Task requirements: Which lines of the data contain the string "static"? Copy every one.

Start of Dataset entries

//! Search form state

/// Which part of the screen receives keyboard input
#[derive(Debug, Clone, Copy, PartialEq, Eq, Default)]
pub enum Focus {
    #[default]
    StoryList,
    SearchInput,
}

impl Focus {
    pub fn toggle(self) -> Self {
        match self {
            Self::StoryList => Self::SearchInput,
            Self::SearchInput => Self::StoryList,
        }
    }
}

/// State of the search form
#[derive(Debug, Clone, PartialEq, Eq)]
pub struct SearchFormState {
    /// Identifier of the input element
    pub input_id: &'static str,
    pub label: &'static str,
    /// The input asks for focus once, after the first render
    pub auto_focus: bool,
    pub focus: Focus,
}

impl Default for SearchFormState {
    fn default() -> Self {
        Self {
            input_id: "search",
            label: "Search:",
            auto_focus: true,
            focus: Focus::default(),
        }
    }
}

impl SearchFormState {
    pub fn input_focused(&self) -> bool {
        self.focus == Focus::SearchInput
    }
}
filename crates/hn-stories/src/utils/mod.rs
pub mod browser;
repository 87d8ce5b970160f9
//! Navigation Translation Middleware
//!
//! Translates generic Navigation and ViewContext actions into view-specific
//! actions using the active view's translate methods.
//!
//! This ensures translated actions go through the full middleware chain.

use crate::actions::Action;
use crate::dispatcher::Dispatcher;
use crate::middleware::Middleware;
use crate::state::AppState;

/// Middleware that translates Navigation and ViewContext actions via the active view
pub struct NavigationMiddleware;

impl NavigationMiddleware {
    pub fn new() -> Self {
        Self
    }
}

impl Default for NavigationMiddleware {
    fn default() -> Self {
        Self::new()
    }
}

impl Middleware for NavigationMiddleware {
    fn handle(&mut self, action: &Action, state: &AppState, dispatcher: &Dispatcher) -> bool {
        let translated = match action {
            Action::Navigate(nav) => state
                .active_view()
                .and_then(|view| view.translate_navigation(*nav)),
            Action::ViewContext(context) => state
                .active_view()
                .and_then(|view| view.translate_context_action(*context, state)),
            _ => return true,
        };

        match translated {
            Some(translated) => {
                log::debug!(
                    "NavigationMiddleware: Translating {:?} to {:?}",
                    action,
                    translated
                );
                dispatcher.dispatch(translated);
            }
            None => log::debug!("Action not handled by active view: {:?}", action),
        }

        // Generic actions never reach the reducer
        false
    }
}
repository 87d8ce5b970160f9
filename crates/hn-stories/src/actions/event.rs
//! Event types
//!
//! Events represent facts that have occurred and should be broadcast to the
//! middleware chain. Unlike commands (imperative actions), events allow
//! middleware to react to what happened elsewhere in the system.
//!
//! ## Naming Convention
//!
//! Events use past tense or descriptive names indicating something has happened:
//! - `Mounted` (not `Mount`)
//! - `UrlChanged` (not `ChangeUrl`)

/// Events observed by middleware only
#[derive(Debug, Clone, PartialEq, Eq)]
pub enum Event {
    /// The first frame has been rendered
    Mounted,

    /// A new request url has been committed
    UrlChanged(String),
}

End of Dataset entries

Final answer:
    pub input_id: &'static str,
    pub label: &'static str,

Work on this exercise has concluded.